Kite 1, 2024, Oil on paper, 64 x 47cm

Blackbird Rook Presents

Superama

GEORGE YOUNG

10 September - 15 October 2024

The TCHC Viewing Room gallery, GU34 3YU

This new body of paintings combines aerial landscapes and floating shapes - figuration, colour-fields, texture and abstraction. ‘Kites' are seen from above - painted with brush, roller and airbrush. They are textured and evidence process and changes in direction through overlapping layers. They show clean, machine-like fades and colour blocks that overwrite thoughts, mistakes and past potential futures.

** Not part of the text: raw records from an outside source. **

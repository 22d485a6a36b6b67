//! # Error Types
//!
//! Domain-specific error types for costbook-core.
//!
//! ## Error Hierarchy
//! ```text
//! ┌─────────────────────────────────────────────────────────────────────────┐
//! │                         Error Types                                     │
//! │                                                                         │
//! │  costbook-core errors (this file)                                      │
//! │  ├── CoreError        - General domain errors                          │
//! │  └── ValidationError  - Input validation failures                      │
//! │                                                                         │
//! │  costbook-report errors (separate crate)                               │
//! │  └── ReportError      - Config, snapshot, rendering failures           │
//! │                                                                         │
//! │  Flow: ValidationError → CoreError → ReportError → CLI exit message    │
//! └─────────────────────────────────────────────────────────────────────────┘
//! ```
//!
//! ## What Is NOT an Error
//! The BOM resolver never returns an error. Missing references, cycles and
//! non-positive output quantities are reported through the `has_cycle` and
//! `unresolved` flags on [`crate::BomCostSummary`].

use thiserror::Error;

// =============================================================================
// Core Error
// =============================================================================

/// Core business logic errors.
#[derive(Debug, Error)]
pub enum CoreError {
    /// BOM cannot be found.
    ///
    /// ## When This Occurs
    /// - Looking up a summary for an id that was never part of the input set
    /// - BOM was deleted between edit and recompute
    #[error("BOM not found: {0}")]
    BomNotFound(String),

    /// Target margin cannot be reached.
    ///
    /// ## When This Occurs
    /// A margin of 100% or more would require an infinite price:
    /// ```text
    /// price = cost / (1 - margin)
    ///              │
    ///              ▼
    /// margin = 10000 bps → division by zero
    /// ```
    #[error("Target margin must be below 100% (got {bps} bps)")]
    InvalidMargin { bps: u32 },

    /// Validation error (wraps ValidationError).
    #[error("Validation error: {0}")]
    Validation(#[from] ValidationError),
}

// =============================================================================
// Validation Error
// =============================================================================

/// Input validation errors.
///
/// These errors occur when user input doesn't meet requirements.
/// The surrounding application checks them before saving; the resolver
/// itself tolerates all of them.
#[derive(Debug, Error)]
pub enum ValidationError {
    /// A required field is missing or empty.
    #[error("{field} is required")]
    Required { field: String },

    /// Field value is too long.
    #[error("{field} must be at most {max} characters")]
    TooLong { field: String, max: usize },

    /// Numeric value is out of range.
    #[error("{field} must be between {min} and {max}")]
    OutOfRange { field: String, min: i64, max: i64 },

    /// Value must be positive.
    #[error("{field} must be positive")]
    MustBePositive { field: String },

    /// Value is NaN or infinite.
    #[error("{field} must be a finite number")]
    NotFinite { field: String },

    /// Invalid format (e.g., invalid id characters).
    #[error("{field} has invalid format: {reason}")]
    InvalidFormat { field: String, reason: String },

    /// BOM line references the BOM that owns it.
    #[error("BOM {bom_id} lists itself as a component")]
    SelfReference { bom_id: String },
}

// =============================================================================
// Result Type Alias
// =============================================================================

/// Convenience type alias for Results with CoreError.
pub type CoreResult<T> = Result<T, CoreError>;

// =============================================================================
// Unit Tests
// =============================================================================
//! # Money Module
//!
//! Provides the `Money` type for handling monetary values safely.
//!
//! ## Where Floats Stop
//! ```text
//! ┌─────────────────────────────────────────────────────────────────────────┐
//! │  QUANTITIES ARE REAL, MONEY IS NOT                                      │
//! │                                                                         │
//! │  A recipe may use 0.35 kg of flour or yield 2.5 batches, so quantities │
//! │  are f64. Costs are always whole cents (i64).                          │
//! │                                                                         │
//! │    qty (f64) × unit cost (cents) ──► Money::scale ──► cents (i64)      │
//! │    total (cents) ÷ output qty (f64) ──► Money::per_unit ──► cents      │
//! │                                                                         │
//! │  Those two functions are the only places a float touches money, and    │
//! │  both round to whole cents before returning.                           │
//! └─────────────────────────────────────────────────────────────────────────┘
//! ```
//!
//! ## Usage
//! ```rust
//! use costbook_core::money::Money;
//!
//! let flour_per_kg = Money::from_cents(250); // $2.50
//! let line = flour_per_kg.scale(3.0);        // 3 kg
//! assert_eq!(line.cents(), 750);
//!
//! let per_loaf = line.per_unit(2.0).unwrap();
//! assert_eq!(per_loaf.cents(), 375);
//! ```

use serde::{Deserialize, Serialize};
use std::fmt;
use std::iter::Sum;
use std::ops::{Add, AddAssign, Mul, Sub, SubAssign};
use ts_rs::TS;

use crate::types::Rate;

// =============================================================================
// Quantity Helpers
// =============================================================================

/// Clamps a quantity to a usable, non-negative value.
///
/// Negative quantities count as zero; NaN and infinities count as zero.
#[inline]
pub fn non_negative_quantity(qty: f64) -> f64 {
    if qty.is_finite() {
        qty.max(0.0)
    } else {
        0.0
    }
}

// =============================================================================
// Money Type
// =============================================================================

/// Represents a monetary value in the smallest currency unit (cents for USD).
///
/// ## Design Decisions
/// - **i64 (signed)**: Allows negative intermediate values (e.g. price - cost)
/// - **Single field tuple struct**: Zero-cost abstraction over i64
#[derive(Debug, Clone, Copy, PartialEq, Eq, PartialOrd, Ord, Hash, Serialize, Deserialize, TS)]
#[ts(export)]
pub struct Money(i64);

impl Money {
    /// Creates a Money value from cents (the smallest currency unit).
    #[inline]
    pub const fn from_cents(cents: i64) -> Self {
        Money(cents)
    }

    /// Returns the value in cents (smallest currency unit).
    #[inline]
    pub const fn cents(&self) -> i64 {
        self.0
    }

    /// Returns the major unit (dollars) portion.
    #[inline]
    pub const fn dollars(&self) -> i64 {
        self.0 / 100
    }

    /// Returns the minor unit (cents) portion (always 0-99).
    #[inline]
    pub const fn cents_part(&self) -> i64 {
        (self.0 % 100).abs()
    }

    /// Returns zero money value.
    #[inline]
    pub const fn zero() -> Self {
        Money(0)
    }

    /// Checks if the value is zero.
    #[inline]
    pub const fn is_zero(&self) -> bool {
        self.0 == 0
    }

    /// Returns the value, or zero if it is negative.
    #[inline]
    pub const fn non_negative(&self) -> Self {
        if self.0 < 0 {
            Money(0)
        } else {
            *self
        }
    }

    /// Rounds a real-valued amount of cents to whole cents.
    ///
    /// Rounds half away from zero (`2.5 → 3`, `-2.5 → -3`). Non-finite
    /// input yields `0`; values beyond the `i64` range saturate.
    ///
    /// ## Example
    /// ```rust
    /// use costbook_core::money::Money;
    ///
    /// assert_eq!(Money::round_cents(2.5), 3);
    /// assert_eq!(Money::round_cents(2.4999), 2);
    /// assert_eq!(Money::round_cents(f64::NAN), 0);
    /// ```
    #[inline]
    pub fn round_cents(value: f64) -> i64 {
        if value.is_finite() {
            value.round() as i64
        } else {
            0
        }
    }

    /// Multiplies a unit cost by a real quantity and rounds to whole cents.
    ///
    /// ## User Workflow
    /// ```text
    /// BOM line: 0.35 kg flour @ $2.50/kg
    ///      │
    ///      ▼
    /// scale(0.35) ← THIS FUNCTION
    ///      │
    ///      ▼
    /// Line cost: 87.5 → 88 cents
    /// ```
    #[inline]
    pub fn scale(&self, qty: f64) -> Money {
        Money(Self::round_cents(qty * self.0 as f64))
    }

    /// Divides a batch amount by its output quantity.
    ///
    /// Returns `None` when `output_qty` is zero, negative, or not finite:
    /// the cost per unit is undefined, which is different from a cost of 0.
    ///
    /// ## Example
    /// ```rust
    /// use costbook_core::money::Money;
    ///
    /// let batch = Money::from_cents(1000);
    /// assert_eq!(batch.per_unit(3.0), Some(Money::from_cents(333)));
    /// assert_eq!(batch.per_unit(0.0), None);
    /// ```
    #[inline]
    pub fn per_unit(&self, output_qty: f64) -> Option<Money> {
        if output_qty.is_finite() && output_qty > 0.0 {
            Some(Money(Self::round_cents(self.0 as f64 / output_qty)))
        } else {
            None
        }
    }

    /// Applies a basis-point rate and returns the rate's share of this amount.
    ///
    /// ## Implementation
    /// Integer math: `(amount * bps + 5000) / 10000`. The +5000 rounds
    /// half up; `i128` keeps large amounts from overflowing.
    ///
    /// ## Example
    /// ```rust
    /// use costbook_core::money::Money;
    /// use costbook_core::types::Rate;
    ///
    /// let cost = Money::from_cents(1000);
    /// assert_eq!(cost.apply_rate(Rate::from_bps(825)).cents(), 83);
    /// ```
    pub fn apply_rate(&self, rate: Rate) -> Money {
        let share = (self.0 as i128 * rate.bps() as i128 + 5000) / 10000;
        Money::from_cents(share.clamp(i64::MIN as i128, i64::MAX as i128) as i64)
    }
}

// =============================================================================
// Trait Implementations
// =============================================================================

/// Display implementation shows money in a human-readable format.
///
/// ## Note
/// The renderer formats currency for the user's locale; this is for the
/// CLI report and logs.
impl fmt::Display for Money {
    fn fmt(&self, f: &mut fmt::Formatter<'_>) -> fmt::Result {
        let sign = if self.0 < 0 { "-" } else { "" };
        write!(
            f,
            "{}${}.{:02}",
            sign,
            self.dollars().abs(),
            self.cents_part()
        )
    }
}

impl Default for Money {
    fn default() -> Self {
        Money::zero()
    }
}

// Arithmetic saturates at the i64 bounds; a total never wraps.

impl Add for Money {
    type Output = Self;

    #[inline]
    fn add(self, other: Self) -> Self {
        Money(self.0.saturating_add(other.0))
    }
}

impl AddAssign for Money {
    #[inline]
    fn add_assign(&mut self, other: Self) {
        self.0 = self.0.saturating_add(other.0);
    }
}

impl Sub for Money {
    type Output = Self;

    #[inline]
    fn sub(self, other: Self) -> Self {
        Money(self.0.saturating_sub(other.0))
    }
}

impl SubAssign for Money {
    #[inline]
    fn sub_assign(&mut self, other: Self) {
        self.0 = self.0.saturating_sub(other.0);
    }
}

impl Mul<i64> for Money {
    type Output = Self;

    #[inline]
    fn mul(self, qty: i64) -> Self {
        Money(self.0.saturating_mul(qty))
    }
}

impl Sum for Money {
    fn sum<I: Iterator<Item = Money>>(iter: I) -> Self {
        iter.fold(Money::zero(), |acc, m| acc + m)
    }
}

// =============================================================================
// Unit Tests
// =============================================================================

#[cfg(test)]
mod tests {
    use super::*;

    #[test]
    fn test_display() {
        assert_eq!(format!("{}", Money::from_cents(1099)), "$10.99");
        assert_eq!(format!("{}", Money::from_cents(500)), "$5.00");
        assert_eq!(format!("{}", Money::from_cents(-550)), "-$5.50");
        assert_eq!(format!("{}", Money::from_cents(0)), "$0.00");
    }

    #[test]
    fn test_round_cents_half_away_from_zero() {
        assert_eq!(Money::round_cents(0.5), 1);
        assert_eq!(Money::round_cents(1.5), 2);
        assert_eq!(Money::round_cents(2.5), 3);
        assert_eq!(Money::round_cents(-2.5), -3);
        assert_eq!(Money::round_cents(87.49), 87);
    }

    #[test]
    fn test_round_cents_non_finite() {
        assert_eq!(Money::round_cents(f64::NAN), 0);
        assert_eq!(Money::round_cents(f64::INFINITY), 0);
        assert_eq!(Money::round_cents(f64::NEG_INFINITY), 0);
    }

    #[test]
    fn test_scale_fractional_quantity() {
        let per_kg = Money::from_cents(250);
        assert_eq!(per_kg.scale(3.0).cents(), 750);
        assert_eq!(per_kg.scale(0.35).cents(), 88); // 87.5 → 88
        assert_eq!(per_kg.scale(0.0).cents(), 0);
    }

    #[test]
    fn test_per_unit() {
        let batch = Money::from_cents(750);
        assert_eq!(batch.per_unit(2.0), Some(Money::from_cents(375)));
        assert_eq!(batch.per_unit(0.0), None);
        assert_eq!(batch.per_unit(-4.0), None);
        assert_eq!(batch.per_unit(f64::NAN), None);
        assert_eq!(batch.per_unit(f64::INFINITY), None);
    }

    #[test]
    fn test_per_unit_zero_total_is_defined() {
        assert_eq!(Money::zero().per_unit(5.0), Some(Money::zero()));
    }

    #[test]
    fn test_apply_rate() {
        let cost = Money::from_cents(1000);
        assert_eq!(cost.apply_rate(Rate::from_bps(1000)).cents(), 100);
        assert_eq!(cost.apply_rate(Rate::from_bps(825)).cents(), 83);
        assert_eq!(cost.apply_rate(Rate::zero()).cents(), 0);
    }

    #[test]
    fn test_non_negative_quantity() {
        assert_eq!(non_negative_quantity(2.5), 2.5);
        assert_eq!(non_negative_quantity(-1.0), 0.0);
        assert_eq!(non_negative_quantity(f64::NAN), 0.0);
        assert_eq!(non_negative_quantity(f64::INFINITY), 0.0);
    }

    #[test]
    fn test_arithmetic_and_sum() {
        let a = Money::from_cents(1000);
        let b = Money::from_cents(500);

        assert_eq!((a + b).cents(), 1500);
        assert_eq!((a - b).cents(), 500);
        assert_eq!((a * 3).cents(), 3000);

        let total: Money = vec![a, b, Money::from_cents(1)].into_iter().sum();
        assert_eq!(total.cents(), 1501);
    }

    #[test]
    fn test_arithmetic_saturates() {
        let max = Money::from_cents(i64::MAX);
        let one = Money::from_cents(1);

        assert_eq!(max + one, max);
        let mut acc = max;
        acc += max;
        assert_eq!(acc, max);
        assert_eq!(Money::from_cents(i64::MIN) - one, Money::from_cents(i64::MIN));
        assert_eq!((max * 2).cents(), i64::MAX);

        let total: Money = vec![max, max, one].into_iter().sum();
        assert_eq!(total, max);
    }

    #[test]
    fn test_non_negative() {
        assert_eq!(Money::from_cents(-5).non_negative(), Money::zero());
        assert_eq!(Money::from_cents(5).non_negative().cents(), 5);
    }
}
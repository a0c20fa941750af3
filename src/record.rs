use std::fmt;

/// Number of whitespace-separated fields in an encoded record
const FIELD_COUNT: usize = 5;

/// Source location of a finding: absolute file path plus 1-based line,
/// serialized as `path:line`
#[derive(Debug, Clone, PartialEq, Eq)]
pub struct Location {
    pub path: String,
    pub line: u32,
}

impl fmt::Display for Location {
    fn fmt(&self, f: &mut fmt::Formatter<'_>) -> fmt::Result {
        write!(f, "{}:{}", self.path, self.line)
    }
}

/// One coding-standard violation entry in the index file
#[derive(Debug, Clone, PartialEq, Eq)]
pub struct ViolationRecord {
    /// Display token for human navigation affordances (`jump_to_violation_<n>`)
    pub jump_label: String,
    /// Lookup token (`violation_<n>`), unique within an index
    pub identifier: String,
    /// Coding-standard family (e.g. "autosar")
    pub ruleset: String,
    /// Rule identifier within the ruleset
    pub rule_id: String,
    /// Where the violation was found
    pub location: Location,
}

/// Why an index line failed to decode
#[derive(Debug)]
pub enum MalformedRecord {
    /// Line did not split into exactly five whitespace-separated fields
    FieldCount(usize),
    /// Last field was not `path:line` with a single `:` and a positive line
    Location(String),
}

impl fmt::Display for MalformedRecord {
    fn fmt(&self, f: &mut fmt::Formatter<'_>) -> fmt::Result {
        match self {
            MalformedRecord::FieldCount(found) => {
                write!(f, "expected {} fields, found {}", FIELD_COUNT, found)
            }
            MalformedRecord::Location(field) => {
                write!(f, "invalid location '{}', expected path:line", field)
            }
        }
    }
}

impl std::error::Error for MalformedRecord {}

impl ViolationRecord {
    /// Build a record for violation number `n`, deriving the jump label and
    /// identifier from the numbering convention
    pub fn new(n: u32, ruleset: &str, rule_id: &str, location: Location) -> Self {
        Self {
            jump_label: format!("jump_to_violation_{}", n),
            identifier: format!("violation_{}", n),
            ruleset: ruleset.to_string(),
            rule_id: rule_id.to_string(),
            location,
        }
    }

    /// Encode as one index line: five fields joined by single spaces.
    /// Fields are opaque tokens; callers must not embed whitespace in one.
    pub fn encode(&self) -> String {
        format!(
            "{} {} {} {} {}",
            self.jump_label, self.identifier, self.ruleset, self.rule_id, self.location
        )
    }

    /// Decode one index line
    pub fn decode(line: &str) -> Result<Self, MalformedRecord> {
        let fields: Vec<&str> = line.split_whitespace().collect();
        if fields.len() != FIELD_COUNT {
            return Err(MalformedRecord::FieldCount(fields.len()));
        }

        Ok(Self {
            jump_label: fields[0].to_string(),
            identifier: fields[1].to_string(),
            ruleset: fields[2].to_string(),
            rule_id: fields[3].to_string(),
            location: parse_location(fields[4])?,
        })
    }
}

fn parse_location(field: &str) -> Result<Location, MalformedRecord> {
    let malformed = || MalformedRecord::Location(field.to_string());

    let mut parts = field.split(':');
    let path = parts.next().ok_or_else(malformed)?;
    let line = parts.next().ok_or_else(malformed)?;
    if parts.next().is_some() || path.is_empty() {
        return Err(malformed());
    }

    let line: u32 = line.parse().map_err(|_| malformed())?;
    if line == 0 {
        return Err(malformed());
    }

    Ok(Location {
        path: path.to_string(),
        line,
    })
}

These kites float high above, and obscure, simple, gestural, fluid landscapes. The paintings are figurative but have a relationship to abstraction through their flattened blocks of colour. They move between the two. The landscapes don’t show hills or silhouettes, panoramas or vistas but flattened coloured panels delineated by crops, roads and hedgerows. The earth looks incongruously slick, light and airy whilst the flying kites are often worked and strangely leaden.

“The landscapes chosen all derive from places that are well known to me, but increasingly are a collage of these places chosen for their shape, texture or compositional affect - as well as any personal significance. This way the kite can obscure areas of interest or be surrounded by them, without anything hidden or removed, creating a hybrid of narrative and abstraction. 

 “I think of these paintings as being about the environment and our interaction with it, insofar as they show its managed neatness - landscape without wilderness or the true expression of nature. They are of well-known places but seen from an impersonal viewpoint, synonymous with technology, surveillance, maps and 'find my iphone’, rather than any real immersion or interaction. Overlaying this with shapes that lack the true movement of kites, though having evolved more organically than the landscape beneath, creates a contrast that is about interaction or imposition in a different way.”

Next to the kite paintings we find autobiographical scenes of a family in the garden, in reflective poses, and a window from the viewpoint of a bed, staring out at a blue sky. These mark another contrast - an origin. They are painted in a more expressive way, with less neatness or control, and they mark the starting point of those reveries that take us into the blue sky of the kite paintings and find us looking down on the possibilities below.

 
 

Kite 3, 2024, Oil on paper, 64 x 47cm

 

George Young is a painter and print maker living and working in Somerset. He studied painting at Falmouth College of Art and the Royal College of Art. Since then he has shown widely in solo and group exhibitions, art fairs and biennials throughout Europe and the U.S. George has been awarded several prizes, residencies and purchase prizes throughout his career and his work is included in major collections.